Extended Data Fig. 8. Determination of overall bifunctional lipid content and metabolism of the lipid class level and characterization of TMEM30A KD.

a. Bifunctional lipid incorporation and subsequent depletion over 24 h determined by shotgun lipidomics. Error bars: Mean and 95% CI of 3 biological repeats containing 2 technical replicates each. b-j. Development of bifunctional lipid class distribution over 24 h for all lipid probes. Note that final distributions are not identical, even for closely related species. b-j show the mean and 95% CI n = 3 biological repeats containing 2 technical replicates each. k. Confirmation of TMEM30A KD in HCT116 cells shown by qPCR of GAPDH and TMEM30A in WT and KD cells. l. Quantification cycle (Cq) and Cq normalized to GAPDH (DCq). Mean and SD of 3 biological replicates with 4 technical replicates each.

Extended Data Fig. 9. Analysis of PC species distribution.

a-i. Development of PC species distribution over 24 h for all lipid probes. Note that some species, notably PC(16:1/Y) are only produced from a subset of the initially supplied lipids. For SM(Y), no detectable amount of PC was observed. j. Development of PE species distribution over 24 h after loading PE(18:1/Y). k-m. Development of the regioisomer distribution of the most common PC species PC(16:0,Y) estimated via the MS/MS- fatty acid neutral loss fragments. The bifunctional fatty acid is primarily incorporated at the sn2-position. a-m. Mean and 95% CI, n = 3 biological repeats containing 2 technical replicates each.

Extended Data Fig. 10. Analysis of TAG species distribution and lipid droplet populations.

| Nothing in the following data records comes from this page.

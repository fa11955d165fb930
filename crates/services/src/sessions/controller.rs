use std::fmt;
use std::sync::Arc;
use std::time::Duration;

use quiz_core::model::{
    FinishedRun, GradeTier, OPTION_COUNT, Question, QuizSettings, RunId, Session,
};
use tracing::{debug, info, warn};

use super::source::{QuestionSource, RetryPolicy};
use crate::error::SessionError;

//
// ─── PHASES AND OUTCOMES ───────────────────────────────────────────────────────
//

/// Where the controller is in its lifecycle.
#[derive(Debug, Clone, Copy, PartialEq, Eq)]
pub enum SessionPhase {
    Idle,
    Running,
    Ended,
    /// The question source never became ready; terminal until the next start.
    Unavailable,
}

/// Outcome of scoring one answer.
#[derive(Debug, Clone, Copy, PartialEq, Eq)]
pub struct AnswerFeedback {
    pub chosen: usize,
    pub correct_index: usize,
    pub correct: bool,
    pub score: u32,
    pub attempted: u32,
}

/// Result of asking the source for the next question.
#[derive(Debug, Clone, PartialEq, Eq)]
pub enum QuestionFetch {
    Loaded(Question),
    /// Call [`SessionController::retry_question`] after `delay`.
    RetryAfter { attempt: u32, delay: Duration },
    Unavailable,
    /// The session stopped running while the fetch was pending.
    Abandoned,
}

#[derive(Debug, Clone, PartialEq, Eq)]
pub enum TickOutcome {
    Running { time_remaining: u32 },
    /// Time ran out on this tick; carries the run unless it was already handed out.
    Ended(Option<FinishedRun>),
    /// The controller is not running, nothing changed.
    Inactive,
}

//
// ─── CONTROLLER ────────────────────────────────────────────────────────────────
//

/// Per-game state machine: `Idle → Running → Ended`, or `Unavailable` when the
/// question source gives up.
///
/// The controller owns the [`Session`] and never sleeps; callers drive it with
/// ticks, answers and the follow-up calls named in each returned value.
pub struct SessionController {
    source: Arc<dyn QuestionSource>,
    retry: RetryPolicy,
    session_secs: u32,
    phase: SessionPhase,
    session: Session,
    tier: GradeTier,
    run_id: Option<RunId>,
    input_locked: bool,
    failures: u32,
}

impl fmt::Debug for SessionController {
    fn fmt(&self, f: &mut fmt::Formatter<'_>) -> fmt::Result {
        f.debug_struct("SessionController")
            .field("phase", &self.phase)
            .field("tier", &self.tier)
            .field("run_id", &self.run_id)
            .field("session", &self.session)
            .field("input_locked", &self.input_locked)
            .finish_non_exhaustive()
    }
}

impl SessionController {
    #[must_use]
    pub fn new(source: Arc<dyn QuestionSource>, settings: &QuizSettings) -> Self {
        Self {
            source,
            retry: RetryPolicy::from_settings(settings),
            session_secs: settings.session_secs(),
            phase: SessionPhase::Idle,
            session: Session::new(settings.session_secs()),
            tier: GradeTier::default(),
            run_id: None,
            input_locked: false,
            failures: 0,
        }
    }

    #[must_use]
    pub fn with_retry_policy(mut self, retry: RetryPolicy) -> Self {
        self.retry = retry;
        self
    }

    #[must_use]
    pub fn phase(&self) -> SessionPhase {
        self.phase
    }

    #[must_use]
    pub fn session(&self) -> &Session {
        &self.session
    }

    #[must_use]
    pub fn tier(&self) -> GradeTier {
        self.tier
    }

    #[must_use]
    pub fn run_id(&self) -> Option<RunId> {
        self.run_id
    }

    #[must_use]
    pub fn is_input_locked(&self) -> bool {
        self.input_locked
    }

    #[must_use]
    pub fn current_question(&self) -> Option<&Question> {
        self.session.current_question()
    }

    /// Resets the session for a new game and requests the first question.
    pub fn start(&mut self, tier: GradeTier) -> QuestionFetch {
        let run_id = RunId::new();
        self.session = Session::new(self.session_secs);
        self.phase = SessionPhase::Running;
        self.tier = tier;
        self.run_id = Some(run_id);
        self.input_locked = false;
        self.failures = 0;
        info!(%run_id, %tier, secs = self.session_secs, "session started");
        self.fetch_question()
    }

    /// Advances the countdown by one second.
    pub fn tick(&mut self) -> TickOutcome {
        if self.phase != SessionPhase::Running {
            return TickOutcome::Inactive;
        }
        match self.session.tick() {
            0 => TickOutcome::Ended(self.end()),
            time_remaining => TickOutcome::Running { time_remaining },
        }
    }

    /// Scores an answer for the loaded question and locks input until
    /// [`complete_feedback`](Self::complete_feedback).
    ///
    /// # Errors
    ///
    /// Returns `SessionError` if the session is not running, input is locked,
    /// the index is out of range, or no question is loaded.
    pub fn submit_answer(&mut self, index: usize) -> Result<AnswerFeedback, SessionError> {
        if self.phase != SessionPhase::Running {
            return Err(SessionError::NotRunning);
        }
        if self.input_locked {
            return Err(SessionError::InputLocked);
        }
        if index >= OPTION_COUNT {
            return Err(SessionError::OptionOutOfRange { index });
        }
        let correct_index = self
            .session
            .current_question()
            .map(Question::correct_index)
            .ok_or(SessionError::NoQuestion)?;
        let correct = self
            .session
            .record_answer(index)
            .ok_or(SessionError::NoQuestion)?;
        self.input_locked = true;

        debug!(index, correct, score = self.session.score(), "answer scored");
        Ok(AnswerFeedback {
            chosen: index,
            correct_index,
            correct,
            score: self.session.score(),
            attempted: self.session.attempted(),
        })
    }

    /// Ends the grace window after an answer and moves to the next question.
    ///
    /// Returns `Abandoned` if the session ended meanwhile or no answer was pending.
    pub fn complete_feedback(&mut self) -> QuestionFetch {
        if self.phase != SessionPhase::Running || !self.input_locked {
            return QuestionFetch::Abandoned;
        }
        self.session.clear_question();
        self.input_locked = false;
        self.fetch_question()
    }

    /// Retries a fetch that returned [`QuestionFetch::RetryAfter`].
    pub fn retry_question(&mut self) -> QuestionFetch {
        if self.phase != SessionPhase::Running || self.session.current_question().is_some() {
            return QuestionFetch::Abandoned;
        }
        self.fetch_question()
    }

    /// Ends a running session. Returns the finished run the first time only;
    /// later calls, and calls in any other phase, return `None`.
    pub fn end(&mut self) -> Option<FinishedRun> {
        if self.phase != SessionPhase::Running || !self.session.mark_ended() {
            return None;
        }
        self.phase = SessionPhase::Ended;
        self.input_locked = false;
        self.session.clear_question();

        let run_id = self.run_id?;
        let result = self.session.result();
        info!(
            %run_id,
            score = result.score(),
            attempted = result.attempted(),
            percentage = result.percentage(),
            "session ended"
        );
        Some(FinishedRun {
            run_id,
            tier: self.tier,
            result,
        })
    }

    fn fetch_question(&mut self) -> QuestionFetch {
        match self.source.next_question(self.tier) {
            Ok(question) => {
                self.failures = 0;
                self.session.set_question(question.clone());
                QuestionFetch::Loaded(question)
            }
            Err(err) => {
                self.failures = self.failures.saturating_add(1);
                if self.retry.allows(self.failures) {
                    debug!(attempt = self.failures, error = %err, "question source not ready");
                    return QuestionFetch::RetryAfter {
                        attempt: self.failures,
                        delay: self.retry.backoff(),
                    };
                }
                warn!(attempts = self.failures, "question source unavailable, stopping session");
                self.phase = SessionPhase::Unavailable;
                QuestionFetch::Unavailable
            }
        }
    }
}

#[cfg(test)]
mod tests {
    use super::*;
    use crate::sessions::source::SourceUnavailable;
    use quiz_core::QuestionGenerator;
    use std::sync::atomic::{AtomicU32, Ordering};

    fn question() -> Question {
        Question::new(
            "23 + 48 = ?",
            ["74", "71", "68", "81"].map(str::to_string),
            1,
        )
        .unwrap()
    }

    /// Fails `failures` times, then serves the fixed question forever.
    struct Flaky {
        failures: AtomicU32,
    }

    impl QuestionSource for Flaky {
        fn next_question(&self, _tier: GradeTier) -> Result<Question, SourceUnavailable> {
            let left = self.failures.load(Ordering::SeqCst);
            if left > 0 {
                self.failures.store(left - 1, Ordering::SeqCst);
                return Err(SourceUnavailable);
            }
            Ok(question())
        }
    }

    fn controller_with(failures: u32) -> SessionController {
        SessionController::new(
            Arc::new(Flaky {
                failures: AtomicU32::new(failures),
            }),
            &QuizSettings::default(),
        )
    }

    #[test]
    fn start_loads_a_question_and_resets_state() {
        let mut ctl = SessionController::new(Arc::new(QuestionGenerator::new()), &QuizSettings::default());
        assert_eq!(ctl.phase(), SessionPhase::Idle);
        assert_eq!(ctl.tick(), TickOutcome::Inactive);

        assert!(matches!(ctl.start(GradeTier::Four), QuestionFetch::Loaded(_)));
        assert_eq!(ctl.phase(), SessionPhase::Running);
        assert_eq!(ctl.session().time_remaining(), 60);
        assert_eq!(ctl.session().score(), 0);
        assert!(ctl.current_question().is_some());
        assert!(ctl.run_id().is_some());
    }

    #[test]
    fn fifty_nine_ticks_keep_running_and_sixty_end() {
        let mut ctl = controller_with(0);
        ctl.start(GradeTier::Six);
        for expected in (1..60).rev() {
            assert_eq!(
                ctl.tick(),
                TickOutcome::Running {
                    time_remaining: expected
                }
            );
        }
        assert_eq!(ctl.phase(), SessionPhase::Running);

        let TickOutcome::Ended(Some(run)) = ctl.tick() else {
            panic!("sixtieth tick should end the session");
        };
        assert_eq!(ctl.phase(), SessionPhase::Ended);
        assert_eq!(ctl.session().time_remaining(), 0);
        assert_eq!(run.result.attempted(), 0);
        assert_eq!(run.result.percentage(), 0);
        assert_eq!(ctl.tick(), TickOutcome::Inactive);
    }

    #[test]
    fn answers_score_and_lock_until_feedback_completes() {
        let mut ctl = controller_with(0);
        ctl.start(GradeTier::Four);

        let feedback = ctl.submit_answer(1).unwrap();
        assert!(feedback.correct);
        assert_eq!((feedback.score, feedback.attempted), (1, 1));
        assert_eq!(ctl.submit_answer(0), Err(SessionError::InputLocked));

        assert!(matches!(ctl.complete_feedback(), QuestionFetch::Loaded(_)));
        let feedback = ctl.submit_answer(0).unwrap();
        assert!(!feedback.correct);
        assert_eq!(feedback.correct_index, 1);
        assert_eq!((feedback.score, feedback.attempted), (1, 2));
    }

    #[test]
    fn out_of_range_answers_are_rejected_without_counting() {
        let mut ctl = controller_with(0);
        ctl.start(GradeTier::Four);
        assert_eq!(
            ctl.submit_answer(4),
            Err(SessionError::OptionOutOfRange { index: 4 })
        );
        assert_eq!(ctl.session().attempted(), 0);
    }

    #[test]
    fn end_hands_out_the_run_once() {
        let mut ctl = controller_with(0);
        ctl.start(GradeTier::Seven);
        for _ in 0..10 {
            ctl.submit_answer(if ctl.session().attempted() < 7 { 1 } else { 0 })
                .unwrap();
            ctl.complete_feedback();
        }

        let run = ctl.end().unwrap();
        assert_eq!(run.tier, GradeTier::Seven);
        assert_eq!(run.result.score(), 7);
        assert_eq!(run.result.attempted(), 10);
        assert_eq!(run.result.percentage(), 70);
        assert_eq!(ctl.end(), None);
        assert_eq!(ctl.tick(), TickOutcome::Inactive);
        assert_eq!(ctl.submit_answer(1), Err(SessionError::NotRunning));
    }

    #[test]
    fn timeout_during_grace_abandons_the_next_question() {
        let settings = QuizSettings::default().with_session_secs(1).unwrap();
        let mut ctl = SessionController::new(
            Arc::new(Flaky {
                failures: AtomicU32::new(0),
            }),
            &settings,
        );
        ctl.start(GradeTier::Five);
        ctl.submit_answer(1).unwrap();
        assert!(matches!(ctl.tick(), TickOutcome::Ended(Some(_))));
        assert_eq!(ctl.complete_feedback(), QuestionFetch::Abandoned);
        assert_eq!(ctl.session().attempted(), 1);
    }

    #[test]
    fn restart_issues_a_new_run_id() {
        let mut ctl = controller_with(0);
        ctl.start(GradeTier::Four);
        let first = ctl.end().unwrap().run_id;
        ctl.start(GradeTier::Four);
        assert_eq!(ctl.phase(), SessionPhase::Running);
        assert_ne!(ctl.run_id(), Some(first));
    }

    #[test]
    fn source_failures_retry_then_recover() {
        let mut ctl = controller_with(2);
        assert_eq!(
            ctl.start(GradeTier::Eight),
            QuestionFetch::RetryAfter {
                attempt: 1,
                delay: Duration::from_millis(50)
            }
        );
        assert!(matches!(
            ctl.retry_question(),
            QuestionFetch::RetryAfter { attempt: 2, .. }
        ));
        assert!(matches!(ctl.retry_question(), QuestionFetch::Loaded(_)));
        assert_eq!(ctl.phase(), SessionPhase::Running);
    }

    #[test]
    fn exhausted_retries_make_the_session_unavailable() {
        let mut ctl = controller_with(u32::MAX)
            .with_retry_policy(RetryPolicy::new(Duration::from_millis(5), 3));
        let mut fetch = ctl.start(GradeTier::Four);
        let mut retries = 0;
        while let QuestionFetch::RetryAfter { .. } = fetch {
            retries += 1;
            fetch = ctl.retry_question();
        }
        assert_eq!(retries, 3);
        assert_eq!(fetch, QuestionFetch::Unavailable);
        assert_eq!(ctl.phase(), SessionPhase::Unavailable);
        assert_eq!(ctl.tick(), TickOutcome::Inactive);
        assert_eq!(ctl.end(), None);
        assert_eq!(ctl.session().time_remaining(), 60);
    }
}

a-i. Development of TAG species distribution over 24 h for all lipid probes. Note that PA (c) is the only lipid that initially gives rise to a single TAG species, whereas all other probes yield a spectrum of TAGs. Mean and 95% of 3 biological repeats containing 2 technical replicates each. j. Comparison of intensity distribution of individual lipid droplets for PC(18:1/Y) and PC(Y/18:1) and PC(20:4/Y) and PC(Y/20:4). Distribution drawn from 5 fields of view for each lipid.

Extended Data Fig. 11. Dedicated pools of fatty acids are utilized during neutral lipid biogenesis.

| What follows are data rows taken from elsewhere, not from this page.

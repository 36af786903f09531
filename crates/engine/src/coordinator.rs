//! Transaction coordinator for managing transaction lifecycle
//!
//! The TransactionCoordinator wraps TransactionManager and adds:
//! - Active transaction tracking
//! - Transaction metrics (started, committed, aborted)
//! - Idle detection for shutdown

use buildseq_concurrency::{CommitError, CommitReceipt, TransactionContext, TransactionManager};
use buildseq_core::SeriesKey;
use buildseq_durability::{ReplayStats, WAL};
use buildseq_storage::LedgerStore;
use parking_lot::Mutex;
use std::sync::atomic::{AtomicU64, Ordering};
use std::time::{Duration, Instant};
use tracing::{debug, warn};

/// Transaction coordinator for the database
///
/// Metric counters use Relaxed ordering: they are observational only and
/// synchronize nothing else.
pub struct TransactionCoordinator {
    manager: TransactionManager,
    active_count: AtomicU64,
    total_started: AtomicU64,
    total_committed: AtomicU64,
    total_aborted: AtomicU64,
}

impl TransactionCoordinator {
    /// Create new coordinator with initial version
    pub fn new(initial_version: u64) -> Self {
        Self::with_manager(TransactionManager::new(initial_version))
    }

    /// Create coordinator from WAL replay statistics
    ///
    /// Both the final version and the highest transaction id must carry over,
    /// otherwise a new transaction could reuse an id already in the log.
    pub fn from_recovery(stats: &ReplayStats) -> Self {
        Self::with_manager(TransactionManager::with_txn_id(
            stats.final_version,
            stats.max_txn_id,
        ))
    }

    fn with_manager(manager: TransactionManager) -> Self {
        Self {
            manager,
            active_count: AtomicU64::new(0),
            total_started: AtomicU64::new(0),
            total_committed: AtomicU64::new(0),
            total_aborted: AtomicU64::new(0),
        }
    }

    /// Start a new transaction on `series`
    pub fn start_transaction(&self, series: SeriesKey) -> TransactionContext {
        self.record_start();
        self.manager.begin(series)
    }

    /// Commit a transaction through the concurrency layer
    ///
    /// Delegates the commit protocol to TransactionManager and records the
    /// outcome in the metrics. The `CommitError` is returned as-is so callers
    /// can inspect validation conflicts.
    pub fn commit(
        &self,
        txn: &mut TransactionContext,
        store: &LedgerStore,
        wal: Option<&Mutex<WAL>>,
    ) -> Result<CommitReceipt, CommitError> {
        match self.manager.commit(txn, store, wal) {
            Ok(receipt) => {
                self.record_commit();
                Ok(receipt)
            }
            Err(e) => {
                self.record_abort();
                match &e {
                    CommitError::ValidationFailed(_) => {
                        debug!(target: "buildseq::txn", txn_id = txn.txn_id, error = %e, "Transaction aborted")
                    }
                    _ => {
                        warn!(target: "buildseq::txn", txn_id = txn.txn_id, error = %e, "Transaction aborted")
                    }
                }
                Err(e)
            }
        }
    }

    /// Record transaction start
    pub fn record_start(&self) {
        self.active_count.fetch_add(1, Ordering::Relaxed);
        self.total_started.fetch_add(1, Ordering::Relaxed);
    }

    /// Record transaction commit
    pub fn record_commit(&self) {
        self.decrement_active();
        self.total_committed.fetch_add(1, Ordering::Relaxed);
    }

    /// Record transaction abort
    pub fn record_abort(&self) {
        self.decrement_active();
        self.total_aborted.fetch_add(1, Ordering::Relaxed);
    }

    fn decrement_active(&self) {
        // Saturating: never underflow if a record_* call is unbalanced
        let _ = self
            .active_count
            .fetch_update(Ordering::Relaxed, Ordering::Relaxed, |x| {
                Some(x.saturating_sub(1))
            });
    }

    /// Get current global version
    pub fn current_version(&self) -> u64 {
        self.manager.current_version()
    }

    /// Get transaction metrics
    pub fn metrics(&self) -> TransactionMetrics {
        let started = self.total_started.load(Ordering::Relaxed);
        let committed = self.total_committed.load(Ordering::Relaxed);

        TransactionMetrics {
            active_count: self.active_count.load(Ordering::Relaxed),
            total_started: started,
            total_committed: committed,
            total_aborted: self.total_aborted.load(Ordering::Relaxed),
            commit_rate: if started > 0 {
                committed as f64 / started as f64
            } else {
                0.0
            },
        }
    }

    /// Get current active transaction count
    pub fn active_count(&self) -> u64 {
        self.active_count.load(Ordering::SeqCst)
    }

    /// Wait until no transaction is active, or `timeout` expires
    ///
    /// Returns `false` on timeout.
    pub fn wait_for_idle(&self, timeout: Duration) -> bool {
        let start = Instant::now();
        while self.active_count.load(Ordering::SeqCst) > 0 {
            if start.elapsed() > timeout {
                return false;
            }
            std::thread::sleep(Duration::from_millis(1));
        }
        true
    }
}

/// Transaction metrics
#[derive(Debug, Clone)]
pub struct TransactionMetrics {
    /// Number of currently active transactions
    pub active_count: u64,
    /// Total number of transactions started
    pub total_started: u64,
    /// Total number of transactions committed
    pub total_committed: u64,
    /// Total number of transactions aborted
    pub total_aborted: u64,
    /// Commit success rate (committed / started)
    pub commit_rate: f64,
}

impl TransactionMetrics {
    /// Total transactions that completed (committed + aborted)
    pub fn total_completed(&self) -> u64 {
        self.total_committed + self.total_aborted
    }

    /// Abort rate (aborted / started)
    pub fn abort_rate(&self) -> f64 {
        if self.total_started > 0 {
            self.total_aborted as f64 / self.total_started as f64
        } else {
            0.0
        }
    }
}
//! Core types and traits for buildseq
//!
//! This crate defines the foundational types used throughout the system:
//! - SeriesKey: (major, minor) identity of a release series
//! - SeriesId / BuildId: surrogate identifiers assigned by the store
//! - BuildNumber: 16-bit, per-series, gap-free build counter
//! - SeriesRecord / BuildRecord: persisted rows
//! - Error: Error type hierarchy
//! - Traits: read-side storage abstraction (Storage)
//! - Limits: build number ceiling and commit length bounds

#![warn(missing_docs)]
#![warn(clippy::all)]

pub mod error;
pub mod limits;
pub mod traits;
pub mod types;

pub use error::{Error, Result};
pub use limits::{
    DEFAULT_MIN_COMMIT_LENGTH, MAX_BUILD_NUMBER, MAX_COMMIT_LENGTH, SHORT_MIN_COMMIT_LENGTH,
};
pub use traits::Storage;
pub use types::{
    BuildId, BuildNumber, BuildRecord, SeriesId, SeriesKey, SeriesRecord, Versioned,
};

a. Lipid droplets (stained with LipidSpot 610, green) exhibit a bright lipid signal (magenta) 4 h after loading PC(Y/16:0), bottom panels which is not observed after loading PC(16:0/Y), top panels. Scale bar: 10 µm. b. Upper panel: Quantification of fluorescence intensity of cellular lipid droplets for all PCs over time. Lower panels: Comparison of intensity distribution of individual lipid droplets for PC(16:0/Y) and PC(Y/16:0), 8 h after loading and statistical analysis of the similarity of the respective distributions for all PC species. Error bars: Mean ± SE of 5 fields of view. c. Mass spectrometric determination of bifunctional lipid content in neutral lipids demonstrates that significantly more TAG than CE is generated after loading PC(16:0/Y) whereas similar amounts of CE and TAG are generated after loading PC(Y/16:0) (left panels). Both species yield complex TAG patterns (right panels) and all TAG species are produced with similar kinetics. Mean and 95% confidence intervals of 3 biological repeats containing 2 technical replicates each. d. A single TAG species is initially produced after supplying PA (18:1/Y), whereas all other species are produced with slower kinetics. Mean and 95% confidence intervals of 3 biological repeats containing 2 technical replicates each. e. Schematic overview of neutral lipid biosynthesis at lipid droplets f. Proposed neutral lipid biosynthetic pathway model featuring dedicated free fatty acid / Acyl-CoA pools.